* **Task to complete**:
If a line of the data below holds the string "contains", copy it.

* **Material shown**:
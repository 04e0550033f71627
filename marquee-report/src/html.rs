//! Shared HTML building blocks: escaping, status styling, and the small
//! formatting helpers every generator uses.

use marquee_facility::time::format_date;
use marquee_facility::types::{EquipmentStatus, EventStatus, Room, RoomStatus, TaskStatus};

pub fn escape_html(s: &str) -> String {
    s.replace('&', "&amp;")
        .replace('<', "&lt;")
        .replace('>', "&gt;")
        .replace('"', "&quot;")
        .replace('\'', "&#39;")
}

pub fn room_status_color(status: RoomStatus) -> &'static str {
    match status {
        RoomStatus::Active => "#10b981",
        RoomStatus::Maintenance => "#f59e0b",
        RoomStatus::Stopped => "#ef4444",
    }
}

pub fn room_status_label(status: RoomStatus) -> &'static str {
    match status {
        RoomStatus::Active => "Active",
        RoomStatus::Maintenance => "Maintenance",
        RoomStatus::Stopped => "Stopped",
    }
}

pub fn equipment_status_label(status: EquipmentStatus) -> &'static str {
    match status {
        EquipmentStatus::Operational => "Operational",
        EquipmentStatus::Maintenance => "In maintenance",
        EquipmentStatus::Replacement => "Needs replacement",
    }
}

pub fn task_status_label(status: TaskStatus) -> &'static str {
    match status {
        TaskStatus::Todo => "To do",
        TaskStatus::InProgress => "In progress",
        TaskStatus::Done => "Done",
    }
}

pub fn event_status_label(status: EventStatus) -> &'static str {
    match status {
        EventStatus::Scheduled => "Scheduled",
        EventStatus::InProgress => "In progress",
        EventStatus::Completed => "Completed",
        EventStatus::Cancelled => "Cancelled",
    }
}

/// A colored status badge for a room.
pub fn status_badge(status: RoomStatus) -> String {
    format!(
        "<span class=\"badge\" style=\"background:{}\">{}</span>",
        room_status_color(status),
        room_status_label(status),
    )
}

/// "1200/2000 h (60%)" for the room's lamp, or a dash.
pub fn lamp_cell(room: &Room) -> String {
    match &room.lamp {
        Some(lamp) => format!(
            "{}/{} h ({:.0}%)",
            lamp.current_hours,
            lamp.max_hours,
            lamp.usage_percent(),
        ),
        None => "&mdash;".to_string(),
    }
}

pub fn opt_date(ms: Option<i64>) -> String {
    match ms {
        Some(ms) => format_date(ms),
        None => "&mdash;".to_string(),
    }
}

pub fn opt_text(value: Option<&str>) -> String {
    match value {
        Some(v) if !v.is_empty() => escape_html(v),
        _ => "&mdash;".to_string(),
    }
}

/// Append one stat tile to the stats grid.
pub fn write_stat_tile(html: &mut String, label: &str, value: &str) {
    html.push_str(&format!(
        "<div class=\"stat-card\"><div class=\"stat-value\">{value}</div>\
         <div class=\"stat-label\">{label}</div></div>\n"
    ));
}

/// Append `<th>` cells for a table header row.
pub fn write_table_head(html: &mut String, columns: &[&str]) {
    html.push_str("<tr>");
    for col in columns {
        html.push_str(&format!("<th>{col}</th>"));
    }
    html.push_str("</tr>\n");
}

/// Append `<td>` cells for a table body row. Values are expected to be
/// escaped (or generated markup) already.
pub fn write_table_row(html: &mut String, cells: &[String]) {
    html.push_str("<tr>");
    for cell in cells {
        html.push_str(&format!("<td>{cell}</td>"));
    }
    html.push_str("</tr>\n");
}

#[cfg(test)]
mod tests {
    use super::*;

    #[test]
    fn test_escape_html() {
        assert_eq!(escape_html("Tom & Jerry"), "Tom &amp; Jerry");
        assert_eq!(escape_html("a < b"), "a &lt; b");
        assert_eq!(escape_html("\"vip\""), "&quot;vip&quot;");
    }

    #[test]
    fn badge_carries_status_color() {
        let badge = status_badge(RoomStatus::Stopped);
        assert!(badge.contains("#ef4444"));
        assert!(badge.contains("Stopped"));
    }
}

* **Reply**:
        assert!(badge.contains("#ef4444"));
        assert!(badge.contains("Stopped"));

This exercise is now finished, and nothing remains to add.